Por Selva Florencia [email protected]
El popular cómico mendocino lleva su show Toy felí al teatro Imperial, de Maipú, ese que tanto disfrutaba en su infancia.
Cacho Garay: “Quise estar en el Imperial porque es adonde iba al cine con mi mamá"
Cacho Garay es uno de los humoristas más famosos del país y forma parte de esa élite de artistas que convocan sólo por poner su nombre en una marquesina. Tras una temporada muy exitosa en Carlos Paz (donde ganó el Premio Carlos al mejor humorista por su espectáculo Toy Felí), salió de gira por el país y regresa a Mendoza para ofrecerse a su gente.
En diálogo con Diario UNO, en su casa en Luján, Cacho aseguró que los shows de este viernes y sábado en el teatro Imperial serán emotivos porque en ese lugar vivió grandes momentos de su vida. “Quise estar en el Imperial porque es adonde iba al cine con mi mamá y a donde fui con mi primera noviecita”, evocó con cariño.
Así, desde las 21.30, estará haciendo reír a los mendocinos que tengan ganas de recibir al humorista que saltó a la fama a principios de siglo de la mano de Marcelo Tinelli y que ahora es una potencia en las temporadas estivales argentinas: para este verano, ya firmó contrato con Carlos Rottemberg para llevar su espectáculo a Mar del Plata.

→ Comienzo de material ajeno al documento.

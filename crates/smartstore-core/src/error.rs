//! Error types for SmartStore operations
//!
//! All SmartStore errors are represented by the StoreError enum. Errors are
//! `Clone` so a single in-flight open/flush/close result can be handed to
//! every caller that joined it.

use std::path::PathBuf;

use thiserror::Error;

/// SmartStore error types with detailed context
#[derive(Debug, Clone, Error)]
pub enum StoreError {
    /// A mandatory option is missing or an option value is out of range
    #[error("Invalid option \"{option}\": {reason}")]
    Configuration {
        /// Name of the offending option
        option: &'static str,
        /// What is wrong with it
        reason: String,
    },

    /// Attempt to assign or delete one of the store's method names
    #[error("Attempt to overwrite reserved property \"{name}\" of the store")]
    ReservedProperty {
        /// The reserved name
        name: String,
    },

    /// Key access before the store finished opening (or after it started closing)
    #[error(
        "Trying to access key \"{key}\" on a store that is not open yet. \
         Forgot to call open() or didn't wait for it to be done?"
    )]
    NotOpen {
        /// The key that was accessed
        key: String,
    },

    /// Persisted content could not be decoded
    #[error("Protocol error: {reason}")]
    Protocol {
        /// Description of the malformed content
        reason: String,
    },

    /// I/O operation failed
    #[error("{}", display_io(.path, .kind, .message))]
    Io {
        /// The file path where the error occurred
        path: Option<PathBuf>,
        /// The underlying I/O error kind
        kind: std::io::ErrorKind,
        /// Human-readable description
        message: String,
    },

    /// Sync and async variants of the same operation were mixed
    #[error("{reason}")]
    Misuse {
        /// Which calls collided
        reason: String,
    },

    /// A background open/flush/close task panicked or was cancelled
    #[error("Background {operation} did not complete: {reason}")]
    Interrupted {
        /// The lifecycle operation that was running
        operation: &'static str,
        /// Join failure description
        reason: String,
    },
}

fn display_io(path: &Option<PathBuf>, kind: &std::io::ErrorKind, message: &str) -> String {
    match path {
        Some(path) => format!("I/O error in {}: {} ({})", path.display(), message, kind),
        None => format!("I/O error: {} ({})", message, kind),
    }
}

impl StoreError {
    /// Wrap an I/O error with the path it happened on.
    pub fn io(path: impl Into<PathBuf>, err: std::io::Error) -> Self {
        StoreError::Io {
            path: Some(path.into()),
            kind: err.kind(),
            message: err.to_string(),
        }
    }

    pub(crate) fn protocol(reason: impl Into<String>) -> Self {
        StoreError::Protocol { reason: reason.into() }
    }

    pub(crate) fn misuse(reason: impl Into<String>) -> Self {
        StoreError::Misuse { reason: reason.into() }
    }

    /// True for the "file does not exist" signal of the file API.
    pub fn is_not_found(&self) -> bool {
        matches!(self, StoreError::Io { kind: std::io::ErrorKind::NotFound, .. })
    }
}

/// Convert std::io::Error to StoreError::Io
impl From<std::io::Error> for StoreError {
    fn from(err: std::io::Error) -> Self {
        StoreError::Io {
            path: None,
            kind: err.kind(),
            message: err.to_string(),
        }
    }
}

/// Malformed structured text is a protocol failure
impl From<serde_json::Error> for StoreError {
    fn from(err: serde_json::Error) -> Self {
        StoreError::Protocol { reason: err.to_string() }
    }
}

/// Result type alias for SmartStore operations
pub type StoreResult<T> = Result<T, StoreError>;
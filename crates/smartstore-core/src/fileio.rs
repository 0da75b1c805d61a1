//! File API consumed by the store
//!
//! The store only needs whole-file reads and whole-file writes, each in a
//! blocking and an async form. "File not found" is signalled through
//! `std::io::ErrorKind::NotFound`.

use std::fs::{self, File};
use std::io::{self, Write};
use std::path::{Path, PathBuf};

use async_trait::async_trait;

use crate::platform_durability::{durable_sync, sync_directory};

/// Byte-oriented file access, sync and async.
#[async_trait]
pub trait FileApi: Send + Sync + 'static {
    /// Read the whole file.
    fn read_sync(&self, path: &Path) -> io::Result<Vec<u8>>;

    /// Replace the whole file content.
    fn write_sync(&self, path: &Path, data: &[u8]) -> io::Result<()>;

    /// Read the whole file without blocking the caller.
    async fn read(&self, path: &Path) -> io::Result<Vec<u8>>;

    /// Replace the whole file content without blocking the caller.
    async fn write(&self, path: &Path, data: Vec<u8>) -> io::Result<()>;
}

/// The local filesystem, with crash-durable replacement on write.
#[derive(Debug, Clone, Copy, Default)]
pub struct DiskFiles;

#[async_trait]
impl FileApi for DiskFiles {
    fn read_sync(&self, path: &Path) -> io::Result<Vec<u8>> {
        fs::read(path)
    }

    fn write_sync(&self, path: &Path, data: &[u8]) -> io::Result<()> {
        replace_durable(path, data)
    }

    async fn read(&self, path: &Path) -> io::Result<Vec<u8>> {
        tokio::fs::read(path).await
    }

    async fn write(&self, path: &Path, data: Vec<u8>) -> io::Result<()> {
        let path = path.to_path_buf();
        tokio::task::spawn_blocking(move || replace_durable(&path, &data))
            .await
            .map_err(|e| io::Error::new(io::ErrorKind::Other, format!("write task failed: {}", e)))?
    }
}

/// Sibling path used while a new snapshot is being written.
pub fn staging_path(path: &Path) -> PathBuf {
    let mut name = path.file_name().map(|n| n.to_os_string()).unwrap_or_default();
    name.push(".tmp");
    path.with_file_name(name)
}

/// Write `data` to a staging file, sync it, then rename it over `path`.
///
/// A crash at any point leaves either the old or the new content, never a
/// torn mix.
pub fn replace_durable(path: &Path, data: &[u8]) -> io::Result<()> {
    let staging = staging_path(path);
    let result = (|| {
        let mut file = File::create(&staging)?;
        file.write_all(data)?;
        durable_sync(&file)?;
        drop(file);
        fs::rename(&staging, path)
    })();

    if let Err(e) = result {
        let _ = fs::remove_file(&staging);
        return Err(e);
    }

    match path.parent() {
        Some(dir) if !dir.as_os_str().is_empty() => sync_directory(dir),
        _ => sync_directory(Path::new(".")),
    }
}

#[cfg(test)]
mod tests {
    use super::*;
    use tempfile::TempDir;

    #[test]
    fn test_staging_path() {
        assert_eq!(staging_path(Path::new("/a/b.store")), PathBuf::from("/a/b.store.tmp"));
        assert_eq!(staging_path(Path::new("b.store")), PathBuf::from("b.store.tmp"));
    }

    #[test]
    fn test_replace_durable_overwrites() {
        let dir = TempDir::new().unwrap();
        let path = dir.path().join("test.store");

        replace_durable(&path, b"first, and longer").unwrap();
        replace_durable(&path, b"second").unwrap();

        assert_eq!(fs::read(&path).unwrap(), b"second");
        assert!(!staging_path(&path).exists());
    }

    #[test]
    fn test_missing_file_is_not_found() {
        let dir = TempDir::new().unwrap();
        let err = DiskFiles.read_sync(&dir.path().join("absent")).unwrap_err();
        assert_eq!(err.kind(), io::ErrorKind::NotFound);
    }

    #[test]
    fn test_write_into_missing_dir_fails_cleanly() {
        let dir = TempDir::new().unwrap();
        let path = dir.path().join("no/such/dir/test.store");
        assert!(DiskFiles.write_sync(&path, b"{}").is_err());
    }

    #[tokio::test]
    async fn test_async_roundtrip() {
        let dir = TempDir::new().unwrap();
        let path = dir.path().join("async.store");

        DiskFiles.write(&path, b"{\n\n}\n".to_vec()).await.unwrap();
        assert_eq!(DiskFiles.read(&path).await.unwrap(), b"{\n\n}\n");
    }
}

–¿Cómo concebiste Toy felí y cómo cambió desde que lo estrenaste?–Este es un espectáculo que ha ido variando en cada función y que ha cambiado muchísimas veces, porque depende del público, de la ciudad en la que estemos y de las noticias de la actualidad. Alguna
ocurrencia o algo que haya pasado lo traslado al escenario. Es muy dinámico, pero siempre anclado en cuentos, chistes y anécdotas que hacen reír.–¿No hay casi diferencia entre el Cacho de arriba del escenario y el de entrecasa?–Muchas veces los periodistas me preguntan cómo hago para crear o formar este personaje, pero se terminan dando cuenta de que no es un personaje o una actuación, sino que yo soy realmente así. Creo que es eso lo que hizo que a la gente le cayera bien, que me invitaran a animar fiestas o a aparecer en la tele, como con Tinelli: es porque soy como soy.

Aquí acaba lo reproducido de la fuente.